La communauté internationale oublie vite les engagements pris. La pandémie de Covid-19 a fait déferler de nouvelles priorités. Mais à Gavroche, nous avons de la mémoire grâce à la vigilance de nos experts. Alors que se tient cette semaine l’Assemblée générale des Nations unies, le Dr Ioan Voicu, ancien ambassadeur de Roumanie en Thaïlande, vient de rejoindre notre équipe de chroniqueurs. Il est professeur invité à l’université de l’Assomption de Bangkok. Son premier article remet en perspective le rôle diplomatique de la France.
Une chronique diplomatique de Ioan Voicu, professeur invité de l’Université de l’Assomption à Bangkok.
Le 12 décembre 2019, la France, au nom des sept membres de l’Initiative pour la politique étrangère et la santé mondiale – Afrique du Sud, Brésil, France, Indonésie, Norvège, Sénégal et Thaïlande a présenté à la plénière de l’Assemblée générale des Nations Unies (AGNU) le projet de résolution intitulé “Santé mondiale et politique étrangère: une approche inclusive pour renforcer les systèmes de santé”. Plusieurs paragraphes du projet ont été approuvés par vote, tandis que la résolution dans son ensemble a été adoptée par consensus par 193 membres de l’organisation mondiale.
Il n’y a pas eu de référence au COVID-19 dans toutes les délibérations diplomatiques sur la résolution de 2019 ci-dessus, en dépit du fait que, comme annoncé par la BBC, le 1er décembre 2019, le premier début de symptômes de ce virus a été observé, selon le Lancet medical journal.

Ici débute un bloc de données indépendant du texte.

use std::fs::File;
use std::io::{self, BufWriter, Write};
use std::path::{Path, PathBuf};

use crate::error::Result;
use crate::profile::{Profiler, SortKey};
use crate::report;
use crate::workload;
use profkit_trace::HeapCounters;

/// Figures from one traced encoding run
pub struct EncodeRun {
    pub written: usize,
    pub totals: HeapCounters,
    pub profiler: Profiler,
}

/// Encode `events` cycled sample events into `sink` with heap tracing on
pub fn profile_encode<W: Write>(events: usize, sink: &mut W) -> Result<EncodeRun> {
    let samples = workload::sample_events(chrono::Local::now().naive_local());
    let profiler = Profiler::new();

    profkit_trace::reset();
    profkit_trace::start();
    let before = profkit_trace::snapshot();
    let written = workload::encode_events(workload::cycle_events(&samples, events), sink, &profiler);
    let totals = profkit_trace::snapshot().delta(&before);
    profkit_trace::stop();

    let written = written?;
    sink.flush()?;
    tracing::info!(written, allocs = totals.alloc_count, "encoded events");

    Ok(EncodeRun {
        written,
        totals,
        profiler,
    })
}

/// Create the stream file. Without a path, a temporary file is created and
/// kept after the run so the output can be inspected.
pub fn open_stream(stream: Option<&Path>) -> Result<(File, PathBuf)> {
    match stream {
        Some(path) => Ok((File::create(path)?, path.to_path_buf())),
        None => {
            let scratch = tempfile::Builder::new()
                .prefix("profkit-events.")
                .suffix(".txt")
                .tempfile()?;
            Ok(scratch.keep().map_err(io::Error::from)?)
        }
    }
}

pub fn run(events: usize, stream: Option<&Path>, top: usize, output: Option<&Path>) -> Result<()> {
    let (file, stream_path) = open_stream(stream)?;
    eprintln!("Encoding to {}", stream_path.display());

    let mut sink = BufWriter::new(file);
    let run = profile_encode(events, &mut sink)?;
    drop(sink);
    let elapsed = run.profiler.elapsed();

    println!("# encode | {} events -> {}", run.written, stream_path.display());
    if profkit_trace::heap_compiled() {
        println!("# {}", report::heap_totals_line(&run.totals));
    } else {
        println!("# Heap tracing not compiled in (enable the `heap` feature of profkit-trace)");
    }
    println!();

    let stats = run.profiler.stats(SortKey::Heap);
    report::print_heap_stats(&stats, top);
    println!();
    report::print_call_stats(&stats, top);

    if let Some(path) = output {
        super::save_profile(
            path,
            "encode",
            &run.profiler,
            elapsed,
            &[
                ("events", run.written.to_string()),
                ("alloc_count", run.totals.alloc_count.to_string()),
                ("alloc_bytes", run.totals.alloc_bytes.to_string()),
            ],
        )?;
    }

    Ok(())
}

Que s’est-il passé entre-temps ?
Pour une réponse équilibrée, nous nous référerons au Rapport du Secrétaire général de l’ONU sur le travail de l’Organisation, diffusé en août 2020, un texte de 34 pages en version officielle française, dans lequel COVID-19 est mentionné 29 fois. Une section du document, ignorée pour le moment par les grands médias – s’intitule La réponse des Nations Unies au COVID-19. Son premier paragraphe dit: “La pandémie de COVID-19 a fait des centaines de milliers de morts, infecté des millions de personnes, déréglé la vie économique et perturbé tous les aspects de la vie moderne. Au-delà de la crise sanitaire, c’est une crise économique, une crise humanitaire, une crise de sécurité et une crise des droits humains. La réponse mondiale exige que l’on réinvente les structures des sociétés et les modalités de coopération pour le bien de l’humanité.”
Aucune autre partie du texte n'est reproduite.